Fears were mounting on Friday of a new humanitarian disaster in Darfur after Sudan ordered the expulsion of aid agencies, with the United Nations warning that thousands of lives were at risk.
The grim assessment came as Sudan said it would not alter its policies in the wake of the International Criminal Court (ICC) decision to seek the arrest of President Omar al-Bashir on charges of war crimes and crimes against humanity.
”If the government does not reconsider its position, with the departure of the NGOs 1,1-million people will be without food, 1,5-million people will be without health care and more than one million without drinking water,” said Elisabeth Byrs, spokesperson for the UN humanitarian coordinator’s office.
Al-Bashir is due to travel to Darfur on Sunday, a trip seen as a deliberate show of defiance to the ICC, which accuses him of orchestrating a campaign of extermination, rape, forcible displacement, torture and and pillaging over the six-year conflict in Darfur.
”The ICC will not change anything in the government’s plans and programmes,” al-Bashir told a meeting of top politicians late on Thursday.
”The government will press ahead with all steps for peace … and will conduct free and fair elections.”
Sudan reacted to the warrant by ordering the expulsion of 13 international aid agencies it accuses of collaborating with the ICC.
The United Nations, the United States and the European Union have all issued urgent calls for the decision to be revoked.
Many in Darfur live in already miserable conditions, often without access to water or electricity, in one of the remotest areas of the planet.
Rupert Colville, a spokesperson for the High Commissioner for Human Rights Navi Pillay, said in Geneva that Sudan’s decision to expel the NGOs ”could threaten the lives of thousands of people”.
He indicated that the commissioner’s office would be examining whether the deprivation of aid in a conflict area might constitute violations of international law or war crimes.
”To knowingly and deliberately deprive such a huge group of civilians of means to survive is a deplorable act,” said Colville.
”Humanitarian assistance has nothing to do with the ICC proceedings.
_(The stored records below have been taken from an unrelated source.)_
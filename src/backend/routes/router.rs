/**
 * Router Configuration
 *
 * This module provides the main router creation function that combines
 * all route configurations into a single Axum router.
 *
 * # Route Order
 *
 * 1. API routes, nested under `/api`
 * 2. Uploaded files, served read-only under `/uploads`
 * 3. Fallback handler (JSON 404)
 *
 * Request tracing and CORS wrap everything.
 */

use axum::{http::StatusCode, Router};
use tower_http::{cors::CorsLayer, services::ServeDir, trace::TraceLayer};

use crate::backend::auth::uploads::PUBLIC_UPLOAD_PREFIX;
use crate::backend::error::BackendError;
use crate::backend::routes::api_routes::configure_api_routes;
use crate::backend::server::state::AppState;

async fn route_not_found() -> BackendError {
    BackendError::handler(StatusCode::NOT_FOUND, "Route not found")
}

/// Create the Axum router with all routes configured
///
/// # Arguments
///
/// * `app_state` - Application state containing the pool, auth service and config
///
/// # Returns
///
/// Configured Axum Router ready to serve requests
pub fn create_router(app_state: AppState) -> Router<()> {
    let api = configure_api_routes(Router::new(), &app_state);
    let uploads = ServeDir::new(app_state.config.upload_dir.clone());

    Router::new()
        .nest("/api", api)
        .nest_service(PUBLIC_UPLOAD_PREFIX, uploads)
        .fallback(route_not_found)
        .layer(TraceLayer::new_for_http())
        .layer(CorsLayer::permissive())
        .with_state(app_state)
}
To punish civilians because of a decision by the ICC is a grievous dereliction of the government’s duty to protect its own people.”
The UN says that 300 000 people have been killed and 2,7-million made homeless by the conflict which erupted in February 2003, when ethnic minority rebels took up arms against the Arab-dominated regime for a greater share of resources and power, triggering a scorched earth campaign by Sudanese forces and allied militias known as Janjaweed.
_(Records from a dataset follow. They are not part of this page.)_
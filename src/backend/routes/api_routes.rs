/**
 * API Route Handlers
 *
 * This module defines the `/api` route table.
 *
 * # Routes
 *
 * ## Public
 * - `GET /api/test` - Liveness check
 * - `POST /api/register/client` - Client registration (JSON)
 * - `POST /api/register/freelancer` - Freelancer registration (multipart)
 * - `POST /api/login` - Login for either role
 *
 * ## Protected
 * - `GET /api/profile` - Current account (access guard)
 * - `GET /api/client/profile` - Access guard + client gate
 * - `GET /api/freelancer/profile` - Access guard + freelancer gate
 */

use axum::{
    extract::DefaultBodyLimit,
    middleware,
    response::Json,
    routing::{get, post},
    Router,
};
use serde_json::{json, Value};

use crate::backend::auth::uploads::MAX_UPLOAD_BYTES;
use crate::backend::auth::{get_profile, login, register_client, register_freelancer};
use crate::backend::middleware::{auth_middleware, require_client, require_freelancer};
use crate::backend::server::state::AppState;

/// Body limit for the freelancer form: two files plus text fields
pub const MAX_FORM_BYTES: usize = 2 * MAX_UPLOAD_BYTES + 1024 * 1024;

async fn api_test() -> Json<Value> {
    Json(json!({ "message": "Backend is working!" }))
}

/// Configure API routes
///
/// Returned routes are relative; the caller nests them under `/api`.
///
/// # Arguments
///
/// * `router` - The router to add routes to
/// * `app_state` - State handed to the access guard
///
/// # Authentication
///
/// Protected routes run the access guard first, then the role gate where
/// one applies. `route_layer` keeps unknown paths on the 404 fallback
/// instead of answering them with 401.
pub fn configure_api_routes(router: Router<AppState>, app_state: &AppState) -> Router<AppState> {
    let guard = middleware::from_fn_with_state(app_state.clone(), auth_middleware);

    let protected = Router::new()
        .route("/profile", get(get_profile))
        .route_layer(guard.clone());

    let client_only = Router::new()
        .route("/client/profile", get(get_profile))
        .route_layer(middleware::from_fn(require_client))
        .route_layer(guard.clone());

    let freelancer_only = Router::new()
        .route("/freelancer/profile", get(get_profile))
        .route_layer(middleware::from_fn(require_freelancer))
        .route_layer(guard);

    router
        .route("/test", get(api_test))
        .route("/register/client", post(register_client))
        .route(
            "/register/freelancer",
            post(register_freelancer).layer(DefaultBodyLimit::max(MAX_FORM_BYTES)),
        )
        .route("/login", post(login))
        .merge(protected)
        .merge(client_only)
        .merge(freelancer_only)
}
The warrant against al-Bashir — the ICC’s first against a sitting president — has deeply divided the international community.
The US, which has said genocide was being committed in Darfur, is leading calls for al-Bashir to be brought before international justice but Sudan’s allies including Africa, the Arab world and China want the warrant suspended.
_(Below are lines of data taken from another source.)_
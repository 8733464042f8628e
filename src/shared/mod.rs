//! Shared Module
//!
//! This module contains types that appear on the wire between the
//! marketplace front-end and the backend. They carry no server-only state
//! and serialize with the camelCase / bucket spellings the front-end uses.

/// Account roles and profile buckets
pub mod role;

/// Shared error types
pub mod error;

/// Re-export commonly used types for convenience
pub use role::{CompanySize, ExperienceLevel, Role};
pub use error::SharedError;
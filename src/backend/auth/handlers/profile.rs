/**
 * Profile Handler
 *
 * GET /api/profile, and the role-gated /api/client/profile and
 * /api/freelancer/profile. The access guard has already resolved the
 * identity; this handler only merges in the role profile.
 */

use axum::{extract::State, response::Json};

use crate::backend::auth::error::INTERNAL_MESSAGE;
use crate::backend::auth::handlers::types::{ProfileResponse, ProfileUser};
use crate::backend::error::BackendError;
use crate::backend::middleware::AuthUser;
use crate::backend::server::state::AppState;

/// Current account profile handler
///
/// # Example Response
///
/// ```json
/// {
///   "success": true,
///   "user": {
///     "id": "123e4567-e89b-12d3-a456-426614174000",
///     "name": "Acme Co",
///     "email": "a@x.com",
///     "userType": "client",
///     "createdAt": "2025-01-01T00:00:00Z",
///     "lastLogin": null,
///     "profile": { "kind": "client", "businessName": "Acme", "...": "..." }
///   }
/// }
/// ```
pub async fn get_profile(
    State(app_state): State<AppState>,
    AuthUser(user): AuthUser,
) -> Result<Json<ProfileResponse>, BackendError> {
    let view = app_state.auth.profile(&user).await.map_err(|e| {
        BackendError::from_flow(e, INTERNAL_MESSAGE, app_state.expose_error_details())
    })?;

    if view.profile.is_none() {
        tracing::warn!("Identity {} has no {} profile", view.identity.id, view.identity.user_type);
    }

    Ok(Json(ProfileResponse {
        success: true,
        user: ProfileUser {
            identity: view.identity,
            profile: view.profile,
        },
    }))
}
The African Union said after an emergency meeting in Addis Ababa it will send a delegation to the UN to try to halt the warrant ”to give a chance for peace in Sudan”.
It was not immediately clear how many of the expelled aid agencies were still operating or whether all foreign staff had left, but several reported that the government had seized their belongings.
”We have appealed, and are still hoping that the government may change its mind,” Oxfam spokesperson Alun McDonald said, adding however that it has pulled international staff back to Khartoum from east Sudan and Darfur.
In the capital, al-Bashir supporters staged demonstrations outside the offices of the UN Development Programme and the European Union but no incidents were reported.
The speakers of Parliament in US foes Iran and Syria as well as a senior Hamas official also arrived in Khartoum in a show of solidarity for al-Bashir.
Despite the warrant, Sudanese officials say al-Bashir will fly to the Qatari capital Doha to attend an Arab League summmit at the end of the month.
The ICC has called on all 108 countries party to the Rome Statute that created the court to cooperate with the warrant, but Qatar is not a signatory.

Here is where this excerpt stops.